Using JAX in multi-host and multi-process environments¶

Introduction¶

This guide explains how to use JAX in environments such as Cloud TPU pods where accelerators are spread across multiple CPU hosts or JAX processes. We’ll refer to these as “multi-process” environments.

This guide specifically focuses on how to use collective communication operations (e.g. jax.lax.psum()) in multi-process settings, although other communication methods may be useful too depending on your use case (e.g. RPC, mpi4jax). If you’re not already familiar with JAX’s collective operations, we recommend starting with the Parallel Evaluation in JAX notebook. An important requirement of multi-process environments in JAX is direct communication links between accelerators, e.g. the high-speed interconnects for Cloud TPUs or NCCL for GPUs. These links are what allow collective operations to run across multiple processes’ worth of accelerators.

Multi-process programming model¶

Key concepts:

• You must run at least one JAX process per host.

• Each process has a distinct set of local devices it can address. The global devices are the set of all devices across all processes.

• Use standard JAX parallelism APIs like pmap() and xmap(). Each process “sees” local input and output to parallelized functions, but communication inside the computations is global.

• Make sure all processes run the same parallel computations in the same order.

Launching JAX processes¶

Unlike other distributed systems where a single controller node manages many worker nodes, JAX uses a “multi-controller” programming model where each JAX Python process runs independently, sometimes referred to as a Single Program, Multiple Data (SPMD) model. Generally, the same JAX Python program is run in each process, with only slight differences between each process’s execution (e.g. different processes will load different input data). Furthermore, you must manually run your JAX program on each host! JAX doesn’t automatically start multiple processes from a single program invocation.

(This is why this guide isn’t offered as a notebook – we don’t currently have a good way to manage multiple Python processes from a single notebook.)

Local vs. global devices¶

Before we get to running multi-process computations from your program, it’s important to understand the distinction between local and global devices.

A process’s local devices are those that it can directly address and launch computations on. For example, in a Cloud TPU pod, each host can only launch computations on the 8 TPU cores attached directly to that host (see the Cloud TPU System Architecture documentation for more details). You can see a process’s local devices via jax.local_devices().

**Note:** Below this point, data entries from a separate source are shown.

//! A drag-and-drop sidebar editor, written into the archive as one HTML file.
//!
//! `editor.html` shows the current sidebar as a tree. Entries can be dragged
//! (top of a row inserts before it, bottom after it, middle nests inside),
//! renamed in place, marked deleted, and grouped under new folders. The
//! *Export* button produces Markdown in the sidebar grammar, ready to be saved
//! as `sidebar_edit.md` and applied with `spacedump patch`.
//!
//! The page needs no server and no network: the stylesheet and the script are
//! compiled into the binary and inlined. Page links are relative to the
//! archive root (`pages/<slug>--<id>.html`), which the sidebar parser accepts
//! just like the `file://` links of `sidebar.md`.
//!
//! [`editor_markdown`] is the export written in Rust. The script produces
//! exactly the same text for an unchanged tree, which is what the round-trip
//! tests pin down.

use crate::fsutil::write_atomic;
use crate::naming::href;
use crate::patch::{PatchError, SIDEBAR_EDIT_MD, load_edited_sidebar};
use crate::sidebar::{MODE_SPACE_DIRECTIVE, MalformedSidebarError, SidebarDocument, SidebarMode, escape_title};
use crate::types::{Tree, TreeNode};
use maud::{DOCTYPE, Markup, PreEscaped, html};
use std::path::{Path, PathBuf};
use thiserror::Error;
use tracing::info;

/// The editor page, written to the archive root.
pub const EDITOR_HTML: &str = "editor.html";

const EDITOR_CSS: &str = include_str!("../static/editor.css");
const EDITOR_JS: &str = include_str!("../static/editor.js");

/// Title given to folders created in the editor.
const NEW_FOLDER_TITLE: &str = "New folder";
/// Exported in place of a title that was edited down to nothing.
const UNTITLED: &str = "Untitled";

#[derive(Error, Debug)]
pub enum EditorError {
    #[error(transparent)]
    Load(#[from] PatchError),
    #[error("malformed sidebar: {0}")]
    Malformed(#[from] MalformedSidebarError),
    #[error("IO error: {0}")]
    Io(#[from] std::io::Error),
}

/// One row of the editor.
#[derive(Debug, Clone, PartialEq)]
pub struct EditorItem {
    pub title: String,
    /// Archive-relative link to the page file; `None` for folders.
    pub href: Option<String>,
    pub children: Vec<EditorItem>,
}

impl EditorItem {
    fn from_node(node: &TreeNode) -> Self {
        Self {
            title: node.title.clone(),
            href: node
                .local_path
                .as_deref()
                .map(|path| href(&format!("{path}.html"))),
            children: node.children.iter().map(Self::from_node).collect(),
        }
    }
}

/// What [`write_editor`] produced.
#[derive(Debug)]
pub struct EditorOutput {
    /// The sidebar file the editor was built from.
    pub source: PathBuf,
    pub editor: PathBuf,
    /// The working copy the exported Markdown belongs in.
    pub working_copy: PathBuf,
    /// `sidebar_edit.md` did not exist and was seeded from the source.
    pub created_working_copy: bool,
    pub entries: usize,
}

/// Editor rows for every node of `tree`, in order.
pub fn editor_items(tree: &Tree) -> Vec<EditorItem> {
    tree.roots.iter().map(EditorItem::from_node).collect()
}

/// The Markdown the editor exports for `items`.
pub fn editor_markdown(items: &[EditorItem], mode: SidebarMode) -> String {
    let mut out = String::new();
    if mode == SidebarMode::Space {
        out.push_str(MODE_SPACE_DIRECTIVE);
        out.push('\n');
    }
    push_lines(items, 0, &mut out);
    out
}

fn push_lines(items: &[EditorItem], depth: usize, out: &mut String) {
    for item in items {
        let mut title = escape_title(item.title.trim());
        if title.is_empty() {
            title = UNTITLED.to_string();
        }
        out.push_str(&"  ".repeat(depth));
        out.push_str("- ");
        match &item.href {
            Some(target) => out.push_str(&format!("[{title}]({target})")),
            None => out.push_str(&title),
        }
        out.push('\n');
        push_lines(&item.children, depth + 1, out);
    }
}

/// The complete editor page for `document`.
pub fn render_editor(document: &SidebarDocument) -> String {
    let items = editor_items(&document.tree);
    let new_folder = EditorItem {
        title: NEW_FOLDER_TITLE.to_string(),
        href: None,
        children: Vec::new(),
    };
    let markup = html! {
        (DOCTYPE)
        html lang="en" {
            head {
                meta charset="UTF-8";
                meta name="viewport" content="width=device-width, initial-scale=1.0";
                title { "Sidebar editor" }
                style { (PreEscaped(EDITOR_CSS)) }
            }
            body {
                header {
                    div.toolbar {
                        h1 { "Sidebar editor " span.count #node-count {} }
                        button #expand-all type="button" { "Expand all" }
                        button #collapse-all type="button" { "Collapse all" }
                    }
                    div.toolbar {
                        input #filter type="search" placeholder="Filter…";
                        label {
                            input #space-mode type="checkbox"
                                checked[document.mode == SidebarMode::Space];
                            " Space mode"
                        }
                        button #new-root-folder type="button" { "+ Folder" }
                        button.primary #export type="button" { "Export Markdown" }
                    }
                }
                main.workspace {
                    ul #root-tree {
                        @for item in &items {
                            (render_item(item))
                        }
                    }
                }
                template #folder-template { (render_item(&new_folder)) }
                dialog #export-dialog {
                    p {
                        "Save this as " strong { (SIDEBAR_EDIT_MD) }
                        " next to this file, then run " code { "spacedump patch" } "."
                    }
                    textarea #export-text spellcheck="false" {}
                    div.buttons {
                        button #export-close type="button" { "Close" }
                        button #export-copy type="button" { "Copy" }
                        button.primary #export-download type="button" { "Download" }
                    }
                }
                script { (PreEscaped(EDITOR_JS)) }
            }
        }
    };
    markup.into_string()
}

fn render_item(item: &EditorItem) -> Markup {
    html! {
        li {
            div.node-row draggable="true" {
                span.toggle data-action="toggle" { "▾" }
                span.drag-handle { "☰" }
                div.node-title contenteditable="true" data-href=[item.href.as_deref()] {
                    (item.title)
                }
                div.actions {
                    @if item.href.is_some() {
                        button type="button" data-action="open" title="Open page" { "↗" }
                    }
                    button type="button" data-action="add-folder" title="Add a folder inside" { "+ Folder" }
                    button.delete type="button" data-action="delete" title="Mark deleted" { "Del" }
                }
            }
            ul {
                @for child in &item.children {
                    (render_item(child))
                }
            }
        }
    }
}

/// Write `editor.html` into the archive at `site_dir`.
///
/// The editor shows `sidebar_edit.md` when present (unless `restore_original`
/// asks for `sidebar.md`). A missing working copy is seeded with the source
/// sidebar; an existing one is never overwritten.
pub fn write_editor(site_dir: &Path, restore_original: bool) -> Result<EditorOutput, EditorError> {
    let (source, markdown) = load_edited_sidebar(site_dir, restore_original)?;
    let document = SidebarDocument::parse(&markdown)?;

    let editor = site_dir.join(EDITOR_HTML);
    write_atomic(&editor, render_editor(&document).as_bytes())?;
    info!("Editor for {} written to {}", source.display(), editor.display());

    let working_copy = site_dir.join(SIDEBAR_EDIT_MD);
    let created_working_copy = !working_copy.exists();
    if created_working_copy {
        write_atomic(&working_copy, markdown.as_bytes())?;
    }

    Ok(EditorOutput {
        source,
        editor,
        working_copy,
        created_working_copy,
        entries: document.tree.len(),
    })
}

The global devices are the devices across all processes. A computation can span devices across processes and perform collective operations via the direct communication links between devices, as long as each process launches the computation on its local devices. You can see all available global devices via jax.devices(). A process’s local devices are always a subset of the global devices.

Running multi-process computations¶

So how do you actually run a computation involving cross-process communication? Use the same parallel evaluation APIs that you would in a single process!

For example, pmap() can be used to run a parallel computation across multiple processes. (If you’re not already familiar with how to use pmap() to run across multiple devices within a single process, check out the Parallel Evaluation in JAX notebook.) Each process should call the same pmapped function and pass in arguments to be mapped across its local devices (i.e., the pmapped axis size is equal to the number of local devices). Similarly, the function will return outputs sharded across local devices only. Inside the function, however, collective communication operations are run across all global devices, across all processes. Conceptually, this can be thought of as running a pmap over a single array sharded across hosts, where each host “sees” only its local shard of the input and output.

Here’s an example of multi-process pmap in action:

# The following is run in parallel on each host in a Cloud TPU v3-32 pod slice
>>> import jax
>>> jax.device_count()  # total number of TPU cores in pod slice
32
>>> jax.local_device_count()  # number of TPU cores attached to this host
8
# The psum is performed over all mapped devices across the pod slice
>>> xs = jax.numpy.ones(jax.local_device_count())
>>> jax.pmap(lambda x: jax.lax.psum(x, 'i'), axis_name='i')(xs)
ShardedDeviceArray([32., 32., 32., 32., 32., 32., 32., 32.], dtype=float32)


xmap() works similarly when using a physical hardware mesh (see the xmap tutorial if you’re not familiar with the single-process version). Like pmap(), the inputs and outputs are local and any parallel communication inside the xmapped function is global. The mesh is also global.

TODO: xmap example

It’s very important that all processes run the same cross-process computations in the same order. Running the same JAX Python program in each process is usually sufficient. Some common pitfalls to look out for that may cause differently-ordered computations despite running the same program:

• Processes passing differently-shaped inputs to the same parallel function can cause hangs or incorrect return values. Differently-shaped inputs are safe so long as they result in identically-shaped per-device data shards across processes; e.g. passing in different leading batch sizes in order to run on different numbers of local devices per process is ok, but having each process pad its batch to a different max example length is not.

• “Last batch” issues where a parallel function is called in a (training) loop, and one or more processes exit the loop earlier than the rest. This will cause the rest to hang waiting for the already-finished processes to start the computation.